### TASK OBJECTIVE
Take the lines below between the one holding "let mut healed = 0;" and the one holding "to the living.", inclusive, and copy them exactly. Add nothing.

RECORDS PROVIDED Start Marker

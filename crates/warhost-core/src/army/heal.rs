//! Post-battle healing of the winning side.

use warhost_rules::{Ruleset, HEAL_TIERS};

use super::Army;
use crate::battle::BattleLog;
use crate::rng::RandomSource;
use crate::world::World;

impl Army {
    /// True while some dead soldier may still be treated.
    fn can_be_healed(&self) -> bool {
        self.dead().any(|s| s.can_be_healed)
    }

    /// Heals casualties: magical healers from the highest tier down, then
    /// herbs and potions.
    pub fn do_heal(
        &mut self,
        rules: &Ruleset,
        world: &mut World,
        rng: &mut dyn RandomSource,
        log: &mut BattleLog,
    ) {
        for tier in (1..=HEAL_TIERS).rev() {
            self.do_heal_level(rules, world, rng, log, tier, false);
        }
        self.do_heal_level(rules, world, rng, log, 1, true);
    }

    /// One pass of healers of a single tier.
    ///
    /// Each healer treats random casualties until its treatments run out.
    /// A failed treatment leaves the patient beyond help.
    fn do_heal_level(
        &mut self,
        rules: &Ruleset,
        world: &mut World,
        rng: &mut dyn RandomSource,
        log: &mut BattleLog,
        tier: usize,
        use_items: bool,
    ) {
        let rate = rules.heal_tier(tier).rate;
        let des = rules.designated();

        let mut i = 0;
        while i < self.num_alive() {
            if !self.can_be_healed() {
                break;
            }
            let healer = &self.soldiers[i];
            i += 1;
            if healer.heal_level != tier || healer.healing <= 0 {
                continue;
            }
            if healer.heal_item.is_some() != use_items {
                continue;
            }
            let practiced = if use_items {
                (healer.heal_item != des.healing_potion)
                    .then_some(des.healing_skill)
                    .flatten()
            } else {
                des.magical_healing_skill
            };
            if let Some(skill) = practiced {
                if let Some(unit) = world.unit_mut(healer.unit) {
                    unit.practice(skill);
                }
            }

            let h = i - 1;
            let mut healed = 0;
            while self.soldiers[h].healing > 0 && self.can_be_healed() {
                let dead = i32::try_from(self.count() - self.num_alive()).unwrap_or(i32::MAX);
                let j = usize::try_from(rng.roll(dead)).unwrap_or(0) + self.num_alive();
                if !self.soldiers[j].can_be_healed {
                    continue;
                }
                self.soldiers[h].healing -= 1;
                if rng.roll(100) < rate {
                    healed += 1;
                    self.revive(j);
                } else {
                    self.soldiers[j].can_be_healed = false;
                }
            }
            log.add(format!("{} heals {}.", self.soldiers[h].name, healed));
        }
    }

    /// Moves a dead soldier back to the living.
    fn revive(&mut self, index: usize) {
        self.soldiers.swap(index, self.not_behind);
        self.not_behind += 1;
    }
}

RECORDS PROVIDED End Marker

### SOLUTION
            let mut healed = 0;
            while self.soldiers[h].healing > 0 && self.can_be_healed() {
                let dead = i32::try_from(self.count() - self.num_alive()).unwrap_or(i32::MAX);
                let j = usize::try_from(rng.roll(dead)).unwrap_or(0) + self.num_alive();
                if !self.soldiers[j].can_be_healed {
                    continue;
                }
                self.soldiers[h].healing -= 1;
                if rng.roll(100) < rate {
                    healed += 1;
                    self.revive(j);
                } else {
                    self.soldiers[j].can_be_healed = false;
                }
            }
            log.add(format!("{} heals {}.", self.soldiers[h].name, healed));
        }
    }

    /// Moves a dead soldier back to the living.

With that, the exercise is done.